* To do *
Within the data below, copy each line where the string "store" is found.
··· Data provided ···
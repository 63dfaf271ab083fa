//! Roster cache adapters.
//!
//! - [`RedisRosterCache`]: shared cache used in production, pooled through
//!   `bb8-redis`, JSON payloads, namespaced keys and jittered TTLs.
//! - [`InMemoryRosterCache`]: process-local store for tests and development
//!   servers.
//!
//! Both store whole [`crate::domain::ports::CacheEntry`] values and re-check
//! the entry's expiry against the clock on every read.

mod in_memory;
mod redis;

pub use in_memory::InMemoryRosterCache;
pub use redis::{RedisCacheConfig, RedisRosterCache, jittered_ttl, namespaced_key};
···
* Result for this exercise *
//! - [`InMemoryRosterCache`]: process-local store for tests and development
//! Both store whole [`crate::domain::ports::CacheEntry`] values and re-check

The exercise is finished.